TASK TO CARRY OUT: Return the records exactly, from the first line through the "in paint order." line.
Segment Open
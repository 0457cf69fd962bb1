//! Canvas implementations for rendering.

use crate::draw::{DrawCommand, StrokeStyle};
use crate::widget::{Canvas, TextStyle};
use crate::{Color, Point, Rect};

/// A Canvas implementation that records draw operations as `DrawCommand`s.
///
/// Commands issued while a clip is pushed are wrapped in
/// [`DrawCommand::Clip`] with the innermost clip bounds.
#[derive(Debug, Default)]
pub struct RecordingCanvas {
    commands: Vec<DrawCommand>,
    clip_stack: Vec<Rect>,
}

impl RecordingCanvas {
    /// Create a new empty recording canvas.
    #[must_use]
    pub fn new() -> Self {
        Self::default()
    }

    /// Get the recorded draw commands.
    #[must_use]
    pub fn commands(&self) -> &[DrawCommand] {
        &self.commands
    }

    /// Take ownership of the recorded commands, clearing the canvas.
    pub fn take_commands(&mut self) -> Vec<DrawCommand> {
        std::mem::take(&mut self.commands)
    }

    /// Get the number of recorded commands.
    #[must_use]
    pub fn command_count(&self) -> usize {
        self.commands.len()
    }

    /// Check if no commands have been recorded.
    #[must_use]
    pub fn is_empty(&self) -> bool {
        self.commands.is_empty()
    }

    /// Get the current clip bounds (None if no clips pushed).
    #[must_use]
    pub fn current_clip(&self) -> Option<Rect> {
        self.clip_stack.last().copied()
    }

    /// Get the clip stack depth.
    #[must_use]
    pub fn clip_depth(&self) -> usize {
        self.clip_stack.len()
    }

    /// Text of every recorded text command, in paint order.
    #[must_use]
    pub fn texts(&self) -> Vec<&str> {
        self.commands
            .iter()
            .filter_map(|cmd| match cmd.unclipped() {
                DrawCommand::Text { content, .. } => Some(content.as_str()),
                _ => None,
            })
            .collect()
    }

    fn record(&mut self, command: DrawCommand) {
        let command = match self.current_clip() {
            Some(clip) => command.with_clip(clip),
            None => command,
        };
        self.commands.push(command);
    }
}

impl Canvas for RecordingCanvas {
    fn fill_rect(&mut self, rect: Rect, color: Color) {
        self.record(DrawCommand::filled_rect(rect, color));
    }

    fn stroke_rect(&mut self, rect: Rect, color: Color, width: f32) {
        self.record(DrawCommand::stroked_rect(rect, StrokeStyle { color, width }));
    }

    fn draw_text(&mut self, text: &str, position: Point, style: &TextStyle) {
        self.record(DrawCommand::Text {
            content: text.to_string(),
            position,
            style: style.clone(),
        });
    }

    fn push_clip(&mut self, rect: Rect) {
        self.clip_stack.push(rect);
    }

    fn pop_clip(&mut self) {
        self.clip_stack.pop();
    }
}
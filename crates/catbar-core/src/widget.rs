//! Widget trait and related types.
//!
//! Widgets follow a verify-measure-layout-paint cycle:
//!
//! 1. **Verify**: check the widget's [`Brick`] assertions
//! 2. **Measure**: compute intrinsic size given constraints
//! 3. **Layout**: position self and children within allocated bounds
//! 4. **Paint**: emit draw commands to a [`Canvas`]
//!
//! # Examples
//!
//! ```
//! use catbar_core::{FontWeight, TextStyle, TypeId};
//!
//! assert_ne!(TypeId::of::<String>(), TypeId::of::<i32>());
//!
//! let style = TextStyle::default();
//! assert_eq!(style.size, 14.0);
//! assert_eq!(style.weight, FontWeight::Normal);
//! ```

use crate::brick::Brick;
use crate::constraints::Constraints;
use crate::event::Event;
use crate::geometry::{Point, Rect, Size};
use crate::Color;
use serde::{Deserialize, Serialize};
use std::any::Any;

/// Type identifier for widget types (used for diffing).
#[derive(Debug, Clone, Copy, PartialEq, Eq, Hash)]
pub struct TypeId(std::any::TypeId);

impl TypeId {
    /// Get the type ID for a type.
    #[must_use]
    pub fn of<T: 'static>() -> Self {
        Self(std::any::TypeId::of::<T>())
    }
}

/// Result of laying out a widget.
#[derive(Debug, Clone, Copy, Default)]
pub struct LayoutResult {
    /// Computed size after layout
    pub size: Size,
}

/// Core widget trait that all UI elements implement.
pub trait Widget: Brick + Send + Sync {
    /// Get the type identifier for this widget type.
    fn type_id(&self) -> TypeId;

    /// Compute intrinsic size constraints.
    fn measure(&self, constraints: Constraints) -> Size;

    /// Position children within allocated bounds.
    fn layout(&mut self, bounds: Rect) -> LayoutResult;

    /// Generate draw commands for rendering.
    fn paint(&self, canvas: &mut dyn Canvas);

    /// Handle input events.
    fn event(&mut self, event: &Event) -> Option<Box<dyn Any + Send>>;

    /// Get child widgets for tree traversal.
    fn children(&self) -> &[Box<dyn Widget>];

    /// Check if this widget is interactive (can receive focus/events).
    fn is_interactive(&self) -> bool {
        false
    }

    /// Get the accessible name for screen readers.
    fn accessible_name(&self) -> Option<&str> {
        None
    }

    /// Get the accessible role.
    fn accessible_role(&self) -> AccessibleRole {
        AccessibleRole::Generic
    }

    /// Get the test ID for this widget (if any).
    fn test_id(&self) -> Option<&str> {
        None
    }

    /// Get the current bounds of this widget.
    fn bounds(&self) -> Rect {
        Rect::default()
    }
}

/// Canvas trait for paint operations.
///
/// This is a minimal abstraction over the rendering backend.
pub trait Canvas {
    /// Draw a filled rectangle.
    fn fill_rect(&mut self, rect: Rect, color: Color);

    /// Draw a stroked rectangle.
    fn stroke_rect(&mut self, rect: Rect, color: Color, width: f32);

    /// Draw text with its baseline-left corner at `position`.
    fn draw_text(&mut self, text: &str, position: Point, style: &TextStyle);

    /// Push a clip region.
    fn push_clip(&mut self, rect: Rect);

    /// Pop the clip region.
    fn pop_clip(&mut self);
}

/// Text style for rendering.
#[derive(Debug, Clone, PartialEq, Serialize, Deserialize)]
pub struct TextStyle {
    /// Font size in pixels
    pub size: f32,
    /// Text color
    pub color: Color,
    /// Font weight
    pub weight: FontWeight,
}

impl TextStyle {
    /// Approximate rendered width of `text` in this style.
    #[must_use]
    pub fn estimate_width(&self, text: &str) -> f32 {
        text.chars().count() as f32 * self.size * 0.6
    }
}

impl Default for TextStyle {
    fn default() -> Self {
        Self {
            size: 14.0,
            color: Color::BLACK,
            weight: FontWeight::Normal,
        }
    }
}

/// Font weight.
#[derive(Debug, Clone, Copy, PartialEq, Eq, Serialize, Deserialize)]
pub enum FontWeight {
    /// Normal (400)
    Normal,
    /// Medium (500)
    Medium,
    /// Semibold (600)
    Semibold,
    /// Bold (700)
    Bold,
}

/// Accessible role exposed to assistive technology.
#[derive(Debug, Clone, Copy, PartialEq, Eq, Default, Serialize, Deserialize)]
pub enum AccessibleRole {
    /// No specific role
    #[default]
    Generic,
    /// Scalar value within a known range
    Meter,
    /// Contextual popup text
    Tooltip,
    /// Group of related elements
    Group,
}

impl AccessibleRole {
    /// ARIA role attribute value, if the role maps to one.
    #[must_use]
    pub const fn aria(&self) -> Option<&'static str> {
        match self {
            Self::Generic => None,
            Self::Meter => Some("meter"),
            Self::Tooltip => Some("tooltip"),
            Self::Group => Some("group"),
        }
    }
}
Segment Closed
RESULT OF THE TASK:
repository 0457cf69fd962bb1
//! Canvas implementations for rendering.

use crate::draw::{DrawCommand, StrokeStyle};
use crate::widget::{Canvas, TextStyle};
use crate::{Color, Point, Rect};

/// A Canvas implementation that records draw operations as `DrawCommand`s.
///
/// Commands issued while a clip is pushed are wrapped in
/// [`DrawCommand::Clip`] with the innermost clip bounds.
#[derive(Debug, Default)]
pub struct RecordingCanvas {
    commands: Vec<DrawCommand>,
    clip_stack: Vec<Rect>,
}

impl RecordingCanvas {
    /// Create a new empty recording canvas.
    #[must_use]
    pub fn new() -> Self {
        Self::default()
    }

    /// Get the recorded draw commands.
    #[must_use]
    pub fn commands(&self) -> &[DrawCommand] {
        &self.commands
    }

    /// Take ownership of the recorded commands, clearing the canvas.
    pub fn take_commands(&mut self) -> Vec<DrawCommand> {
        std::mem::take(&mut self.commands)
    }

    /// Get the number of recorded commands.
    #[must_use]
    pub fn command_count(&self) -> usize {
        self.commands.len()
    }

    /// Check if no commands have been recorded.
    #[must_use]
    pub fn is_empty(&self) -> bool {
        self.commands.is_empty()
    }

    /// Get the current clip bounds (None if no clips pushed).
    #[must_use]
    pub fn current_clip(&self) -> Option<Rect> {
        self.clip_stack.last().copied()
    }

    /// Get the clip stack depth.
    #[must_use]
    pub fn clip_depth(&self) -> usize {
        self.clip_stack.len()
    }

    /// Text of every recorded text command, in paint order.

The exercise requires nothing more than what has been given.